What it largely boils down to, from a legal (not necessarily a moral)
standpoint is the balance between "reasonable accommodations" for the disabled
and "undue burden" on the business to implement accommodations.

When you're small and scrappy, or dealing with some domain that absolutely
demands unimpared vision to use, you can argue that accessibility features
would place some undue burden on the business to implement. As you grow larger
as a company, and the very likely probability that what you do _doesn 't_
actually absolutely need unimpared vision, the more likely a judge or jury
would be to find that accessibility features would represent a "reasonable
accommodation" that you must fulfill, and likely must pay a lot of money for
failing to have done so.

SaaS applications almost invariably _can_ be made accessible, since they are,
by definition, provided as a service over http or some API. Whether you _must_
make them accessible is for a court to decide; whether you _should_ is almost
always a yes. It's generally cheaper up front than paying the legal cost later
on, and your users will appreciate it. You may even end up hiring a blind
engineer, who would most certainly appreciate it.
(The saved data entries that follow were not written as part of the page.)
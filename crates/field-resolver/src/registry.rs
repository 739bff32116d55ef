// Copyright Exograph, Inc. All rights reserved.
//
// Use of this software is governed by the Business Source License
// included in the LICENSE file at the root of this repository.
//
// As of the Change Date specified in that file, in accordance with
// the Business Source License, use of this software will be governed
// by the Apache License, Version 2.0.

//! The capability table the resolver dispatches against.
//!
//! The engine registers, once, the methods each domain type exposes (with their declared
//! parameter names and visibility) and the companion resolver types. Resolution only ever reads
//! the registry.

use std::{collections::HashMap, fmt, marker::PhantomData, sync::Arc};

use crate::{
    companion::CompanionResolver,
    error::MethodError,
    value::{DomainObject, FieldValue},
};

#[derive(Debug, Clone, Copy, PartialEq, Eq)]
pub enum Visibility {
    Public,
    Protected,
    Private,
}

type MethodFn =
    dyn Fn(&dyn DomainObject, &[FieldValue]) -> Result<FieldValue, MethodError> + Send + Sync;

pub struct ObjectMethod {
    visibility: Visibility,
    params: Vec<String>,
    invoke: Arc<MethodFn>,
}

impl ObjectMethod {
    pub fn is_public(&self) -> bool {
        self.visibility == Visibility::Public
    }

    /// Declared parameter names, in declaration order.
    pub fn params(&self) -> &[String] {
        &self.params
    }

    pub fn invoke(
        &self,
        receiver: &dyn DomainObject,
        args: &[FieldValue],
    ) -> Result<FieldValue, MethodError> {
        (self.invoke)(receiver, args)
    }
}

impl fmt::Debug for ObjectMethod {
    fn fmt(&self, f: &mut fmt::Formatter<'_>) -> fmt::Result {
        f.debug_struct("ObjectMethod")
            .field("visibility", &self.visibility)
            .field("params", &self.params)
            .finish()
    }
}

#[derive(Debug)]
pub struct ObjectType {
    name: String,
    methods: HashMap<String, ObjectMethod>,
}

impl ObjectType {
    /// Start describing the methods of `T`, registered under the runtime name `name`.
    pub fn builder<T: DomainObject>(name: impl Into<String>) -> ObjectTypeBuilder<T> {
        ObjectTypeBuilder {
            object_type: ObjectType {
                name: name.into(),
                methods: HashMap::new(),
            },
            _marker: PhantomData,
        }
    }

    pub fn name(&self) -> &str {
        &self.name
    }

    pub fn method(&self, name: &str) -> Option<&ObjectMethod> {
        self.methods.get(name)
    }

    pub fn public_method(&self, name: &str) -> Option<&ObjectMethod> {
        self.method(name).filter(|method| method.is_public())
    }
}

pub struct ObjectTypeBuilder<T> {
    object_type: ObjectType,
    _marker: PhantomData<fn() -> T>,
}

impl<T: DomainObject> ObjectTypeBuilder<T> {
    pub fn method<F>(self, name: &str, params: &[&str], f: F) -> Self
    where
        F: Fn(&T, &[FieldValue]) -> Result<FieldValue, MethodError> + Send + Sync + 'static,
    {
        self.method_with_visibility(name, Visibility::Public, params, f)
    }

    pub fn method_with_visibility<F>(
        mut self,
        name: &str,
        visibility: Visibility,
        params: &[&str],
        f: F,
    ) -> Self
    where
        F: Fn(&T, &[FieldValue]) -> Result<FieldValue, MethodError> + Send + Sync + 'static,
    {
        let invoke: Arc<MethodFn> = Arc::new(
            move |receiver: &dyn DomainObject, args: &[FieldValue]| {
                let typed = receiver.as_any().downcast_ref::<T>().ok_or_else(|| {
                    MethodError::InvalidReceiver {
                        expected: std::any::type_name::<T>(),
                        actual: receiver.type_name().to_string(),
                    }
                })?;
                f(typed, args)
            },
        );

        self.object_type.methods.insert(
            name.to_string(),
            ObjectMethod {
                visibility,
                params: params.iter().map(|p| p.to_string()).collect(),
                invoke,
            },
        );
        self
    }

    pub fn build(self) -> ObjectType {
        self.object_type
    }
}

type CompanionConstructor = dyn Fn() -> Box<dyn CompanionResolver> + Send + Sync;

/// A convention-named type holding custom resolution methods for some domain type.
pub struct CompanionType {
    name: String,
    constructor: Option<Box<CompanionConstructor>>,
    methods: HashMap<String, Visibility>,
}

impl CompanionType {
    pub fn builder(name: impl Into<String>) -> CompanionTypeBuilder {
        CompanionTypeBuilder {
            companion_type: CompanionType {
                name: name.into(),
                constructor: None,
                methods: HashMap::new(),
            },
        }
    }

    pub fn name(&self) -> &str {
        &self.name
    }

    pub fn is_constructible(&self) -> bool {
        self.constructor.is_some()
    }

    pub fn method_visibility(&self, name: &str) -> Option<Visibility> {
        self.methods.get(name).copied()
    }

    /// A fresh instance, or `None` if the type cannot be constructed without arguments.
    pub fn instantiate(&self) -> Option<Box<dyn CompanionResolver>> {
        self.constructor.as_ref().map(|constructor| constructor())
    }
}

impl fmt::Debug for CompanionType {
    fn fmt(&self, f: &mut fmt::Formatter<'_>) -> fmt::Result {
        f.debug_struct("CompanionType")
            .field("name", &self.name)
            .field("constructible", &self.is_constructible())
            .field("methods", &self.methods)
            .finish()
    }
}

pub struct CompanionTypeBuilder {
    companion_type: CompanionType,
}

impl CompanionTypeBuilder {
    pub fn constructor(
        mut self,
        constructor: impl Fn() -> Box<dyn CompanionResolver> + Send + Sync + 'static,
    ) -> Self {
        self.companion_type.constructor = Some(Box::new(constructor));
        self
    }

    /// Construct instances through `C::default()`.
    pub fn constructible<C: CompanionResolver + Default + 'static>(self) -> Self {
        self.constructor(|| Box::new(C::default()) as Box<dyn CompanionResolver>)
    }

    pub fn method(self, name: &str) -> Self {
        self.method_with_visibility(name, Visibility::Public)
    }

    pub fn method_with_visibility(mut self, name: &str, visibility: Visibility) -> Self {
        self.companion_type
            .methods
            .insert(name.to_string(), visibility);
        self
    }

    pub fn build(self) -> CompanionType {
        self.companion_type
    }
}

#[derive(Debug, Default)]
pub struct TypeRegistry {
    object_types: HashMap<String, ObjectType>,
    companion_types: HashMap<String, CompanionType>,
}

impl TypeRegistry {
    pub fn new() -> Self {
        Self::default()
    }

    /// Registers `object_type`, replacing any type of the same name.
    pub fn register_object_type(&mut self, object_type: ObjectType) -> &mut Self {
        self.object_types
            .insert(object_type.name.clone(), object_type);
        self
    }

    /// Registers `companion_type`, replacing any companion of the same name.
    pub fn register_companion_type(&mut self, companion_type: CompanionType) -> &mut Self {
        self.companion_types
            .insert(companion_type.name.clone(), companion_type);
        self
    }

    pub fn object_type(&self, name: &str) -> Option<&ObjectType> {
        self.object_types.get(name)
    }

    pub fn companion_type(&self, name: &str) -> Option<&CompanionType> {
        self.companion_types.get(name)
    }
}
[0] [https://webaim.org/blog/target-lawsuit-
settled/](https://webaim.org/blog/target-lawsuit-settled/)

------
eponeponepon
This is all solid advice imho - and a useful digression from the usual
accessibility story that just focuses on making content legible to _partially_
sighted people.

The total decoupling of visual presentation from content structure is such an
important factor in these matters.

------
uxamanda
Very timely! I've been working on making a site accessible to screen readers
and people who navigate via the command line. One thing I have been wondering
is how often people who use screen readers are navigating with CSS/styles
turned off. It seems like screen readers would work better without CSS (for
example on semantically correct elements that are getting decorated with CSS),
but I don't know if that is common or not. Anyone have any experience with
that?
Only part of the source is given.